Tutmosis III is generally considered one of the greatest leaders and strategists of Egyptian history "the Egyptian Napoleon". During his long reign, he conducted countless military campaigns from Syria, to the Euphrates, to Nubia. his construction activity is remarkable as well. Some inscriptions praise their extraordinary physical strength, he was capable of hitting a metal target with a bow, often a palm, and passing it from side to side.

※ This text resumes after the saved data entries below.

//! Prescale service client and EXT trigger correction
//!
//! Off-beam triggers are recorded with a per-run prescale. The factors come from an
//! optional HTTP lookup service; without it every run uses the identity factor and
//! the totals are flagged as uncorrected.

use async_trait::async_trait;
use rarexsec_common::catalogue::RunPrescaleDetail;
use std::collections::BTreeMap;
use std::sync::Arc;
use std::time::Duration;
use thiserror::Error;

/// Factor keys tried in order: post-May-2018 NuMI window, then the legacy window
pub const PREFERRED_PRESCALE_KEYS: [&str; 2] = [
    "EXT_NUMIwin_2018May_FEMBeamTriggerAlgo",
    "EXT_NUMIwin_FEMBeamTriggerAlgo",
];

/// Prefix of any EXT trigger prescale key
pub const EXT_PRESCALE_PREFIX: &str = "EXT_";

const USER_AGENT: &str = concat!("rarexsec-catalogue/", env!("CARGO_PKG_VERSION"));

/// Prescale service errors
#[derive(Debug, Error)]
pub enum PrescaleError {
    #[error("Network error: {0}")]
    NetworkError(String),

    #[error("API error {0}: {1}")]
    ApiError(u16, String),

    #[error("Parse error: {0}")]
    ParseError(String),

    #[error("Prescale service not configured")]
    Unavailable,
}

/// Source of per-run prescale factors
#[async_trait]
pub trait PrescaleService: Send + Sync {
    /// False when no service is configured
    fn is_available(&self) -> bool;

    /// All factors registered for `run`; an unknown run yields an empty map
    async fn prescale_factors(&self, run: i64) -> Result<BTreeMap<String, Option<f64>>, PrescaleError>;
}

/// HTTP prescale service: `GET {base_url}/prescales/{run}` → `{"KEY": factor|null, ...}`
pub struct HttpPrescaleService {
    http_client: reqwest::Client,
    base_url: String,
}

impl HttpPrescaleService {
    pub fn new(base_url: &str) -> Result<Self, PrescaleError> {
        let http_client = reqwest::Client::builder()
            .user_agent(USER_AGENT)
            .timeout(Duration::from_secs(30))
            .build()
            .map_err(|e| PrescaleError::NetworkError(e.to_string()))?;

        Ok(Self {
            http_client,
            base_url: base_url.trim_end_matches('/').to_string(),
        })
    }
}

#[async_trait]
impl PrescaleService for HttpPrescaleService {
    fn is_available(&self) -> bool {
        true
    }

    async fn prescale_factors(&self, run: i64) -> Result<BTreeMap<String, Option<f64>>, PrescaleError> {
        let url = format!("{}/prescales/{}", self.base_url, run);

        tracing::debug!(run, url = %url, "Querying prescale service");

        let response = self
            .http_client
            .get(&url)
            .send()
            .await
            .map_err(|e| PrescaleError::NetworkError(e.to_string()))?;

        let status = response.status();

        if status == 404 {
            return Ok(BTreeMap::new());
        }

        if !status.is_success() {
            let error_text = response.text().await.unwrap_or_default();
            return Err(PrescaleError::ApiError(status.as_u16(), error_text));
        }

        response
            .json()
            .await
            .map_err(|e| PrescaleError::ParseError(e.to_string()))
    }
}

/// Stand-in used when no prescale service is configured
#[derive(Debug, Clone, Copy, Default)]
pub struct UnavailablePrescaleService;

#[async_trait]
impl PrescaleService for UnavailablePrescaleService {
    fn is_available(&self) -> bool {
        false
    }

    async fn prescale_factors(&self, _run: i64) -> Result<BTreeMap<String, Option<f64>>, PrescaleError> {
        Err(PrescaleError::Unavailable)
    }
}

/// Pick the applicable factor from one run's key → factor map
///
/// Preferred keys win by presence; otherwise the first `EXT_` key (in key order)
/// carrying a value. The chosen factor must be finite and positive.
pub fn select_prescale(factors: &BTreeMap<String, Option<f64>>) -> Option<f64> {
    let chosen = PREFERRED_PRESCALE_KEYS
        .iter()
        .find_map(|key| factors.get(*key).copied().flatten())
        .or_else(|| {
            factors
                .iter()
                .filter(|(key, _)| key.starts_with(EXT_PRESCALE_PREFIX))
                .find_map(|(_, value)| *value)
        })?;

    (chosen.is_finite() && chosen > 0.0).then_some(chosen)
}

/// Prescale-corrected trigger totals for one sample
#[derive(Debug, Clone, Default, PartialEq)]
pub struct PrescaledTriggers {
    pub total: f64,
    pub details: BTreeMap<i64, RunPrescaleDetail>,
    /// At least one run received a service-provided factor
    pub any_applied: bool,
}

/// Applies per-run prescale factors to raw trigger sums
#[derive(Clone)]
pub struct PrescaleCorrector {
    service: Arc<dyn PrescaleService>,
}

impl PrescaleCorrector {
    pub fn new(service: Arc<dyn PrescaleService>) -> Self {
        Self { service }
    }

    pub fn service_available(&self) -> bool {
        self.service.is_available()
    }

    /// Factor for `run`, or `None` when the service has nothing usable
    pub async fn factor_for_run(&self, run: i64) -> Option<f64> {
        if !self.service.is_available() {
            return None;
        }

        match self.service.prescale_factors(run).await {
            Ok(factors) if factors.is_empty() => None,
            Ok(factors) => select_prescale(&factors),
            Err(e) => {
                tracing::warn!(run, "Prescale lookup failed: {}", e);
                None
            }
        }
    }

    /// Sum of raw count × factor over runs, with identity for unavailable factors
    pub async fn apply(&self, by_run_raw: &BTreeMap<i64, i64>) -> PrescaledTriggers {
        let mut result = PrescaledTriggers::default();

        for (&run, &raw) in by_run_raw {
            let factor = self.factor_for_run(run).await;
            let prescale = factor.unwrap_or(1.0);
            let raw_exttrig = raw as f64;
            let exttrig_prescaled = prescale * raw_exttrig;

            if factor.is_some() {
                result.any_applied = true;
            } else if self.service.is_available() {
                tracing::debug!(run, "No prescale factor for run, using 1.0");
            }

            result.total += exttrig_prescaled;
            result.details.insert(
                run,
                RunPrescaleDetail {
                    raw_exttrig,
                    prescale,
                    exttrig_prescaled,
                    prescale_applied: factor.is_some(),
                },
            );
        }

        result
    }
}

#[cfg(test)]
mod tests {
    use super::*;

    fn factors(entries: &[(&str, Option<f64>)]) -> BTreeMap<String, Option<f64>> {
        entries.iter().map(|(k, v)| (k.to_string(), *v)).collect()
    }

    #[test]
    fn test_preferred_key_order() {
        let map = factors(&[
            ("EXT_NUMIwin_FEMBeamTriggerAlgo", Some(3.0)),
            ("EXT_NUMIwin_2018May_FEMBeamTriggerAlgo", Some(2.0)),
            ("EXT_BNBwin_FEMBeamTriggerAlgo", Some(9.0)),
        ]);
        assert_eq!(select_prescale(&map), Some(2.0));
    }

    #[test]
    fn test_null_preferred_key_falls_through() {
        let map = factors(&[
            ("EXT_NUMIwin_2018May_FEMBeamTriggerAlgo", None),
            ("EXT_NUMIwin_FEMBeamTriggerAlgo", Some(3.0)),
        ]);
        assert_eq!(select_prescale(&map), Some(3.0));
    }

    #[test]
    fn test_generic_prefix_fallback_is_deterministic() {
        let map = factors(&[
            ("EXT_unbiased_PMTTriggerAlgo", Some(7.0)),
            ("BNB_FEMBeamTriggerAlgo", Some(1.5)),
            ("EXT_BNBwin_FEMBeamTriggerAlgo", Some(4.0)),
            ("EXT_AAA_empty", None),
        ]);
        assert_eq!(select_prescale(&map), Some(4.0));
    }

    #[test]
    fn test_no_usable_key() {
        assert_eq!(select_prescale(&factors(&[("BNB_FEMBeamTriggerAlgo", Some(1.5))])), None);
        assert_eq!(select_prescale(&BTreeMap::new()), None);
    }

    #[test]
    fn test_non_positive_factor_is_unavailable() {
        let zero = factors(&[
            ("EXT_NUMIwin_2018May_FEMBeamTriggerAlgo", Some(0.0)),
            ("EXT_NUMIwin_FEMBeamTriggerAlgo", Some(3.0)),
        ]);
        assert_eq!(select_prescale(&zero), None);

        let nan = factors(&[("EXT_NUMIwin_FEMBeamTriggerAlgo", Some(f64::NAN))]);
        assert_eq!(select_prescale(&nan), None);
    }

    struct FixedService(BTreeMap<i64, BTreeMap<String, Option<f64>>>);

    #[async_trait]
    impl PrescaleService for FixedService {
        fn is_available(&self) -> bool {
            true
        }

        async fn prescale_factors(&self, run: i64) -> Result<BTreeMap<String, Option<f64>>, PrescaleError> {
            if run < 0 {
                return Err(PrescaleError::NetworkError("connection refused".to_string()));
            }
            Ok(self.0.get(&run).cloned().unwrap_or_default())
        }
    }

    #[tokio::test]
    async fn test_unavailable_service_is_identity() {
        let corrector = PrescaleCorrector::new(Arc::new(UnavailablePrescaleService));
        let raw: BTreeMap<i64, i64> = [(5000, 100), (5001, 50)].into_iter().collect();

        let result = corrector.apply(&raw).await;
        assert_eq!(result.total, 150.0);
        assert!(!result.any_applied);
        assert_eq!(result.details[&5000].prescale, 1.0);
        assert!(!result.details[&5001].prescale_applied);
    }

    #[tokio::test]
    async fn test_partial_factors_degrade_per_run() {
        let mut runs = BTreeMap::new();
        runs.insert(5000, factors(&[("EXT_NUMIwin_FEMBeamTriggerAlgo", Some(2.5))]));
        let corrector = PrescaleCorrector::new(Arc::new(FixedService(runs)));
        let raw: BTreeMap<i64, i64> = [(5000, 10), (5001, 4), (-1, 6)].into_iter().collect();

        let result = corrector.apply(&raw).await;
        assert_eq!(result.total, 25.0 + 4.0 + 6.0);
        assert!(result.any_applied);
        assert!(result.details[&5000].prescale_applied);
        assert_eq!(result.details[&5000].exttrig_prescaled, 25.0);
        assert!(!result.details[&5001].prescale_applied);
        assert!(!result.details[&-1].prescale_applied);
    }

    #[tokio::test]
    async fn test_empty_runs() {
        let corrector = PrescaleCorrector::new(Arc::new(UnavailablePrescaleService));
        let result = corrector.apply(&BTreeMap::new()).await;
        assert_eq!(result, PrescaledTriggers::default());
    }
}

At the end of his 54-year reign, he was succeeded by his son Amenophis II.

His tomb is beautiful, dug in a very deep and inaccessible gorge (and therefore not very frequently visited by tourists visiting the Valley of the Kings). The tomb is signed kv34 and is in an excellent state of conservation. The plan of the tomb is in the shape of a cartouche, probably a tribute to the god Thoth to whom our pharaoh took its name.

Like the other pharaohs of the New Kingdom, Tuthmosis III was a great builder, enriching the temple of Karnak with numerous statues and obelisks.
Decorated the temple with the so-called festival hall of Karnak where in addition to the famous Chamber of Ancestors we find the one called the Botanical Garden where the animal and vegetable species that the king had brought from Syria are represented and listed. Unfortunately, like most of his predecessors, he made use of pre-existing material for new buildings and used it to erase any signs of the hated Queen Hatshepsut.

He had been buried in a magnificent tomb in the Valley of the Kings not less in artistic and architectural value than the famous attractions that one can view during the tour of the Giza Pyramids.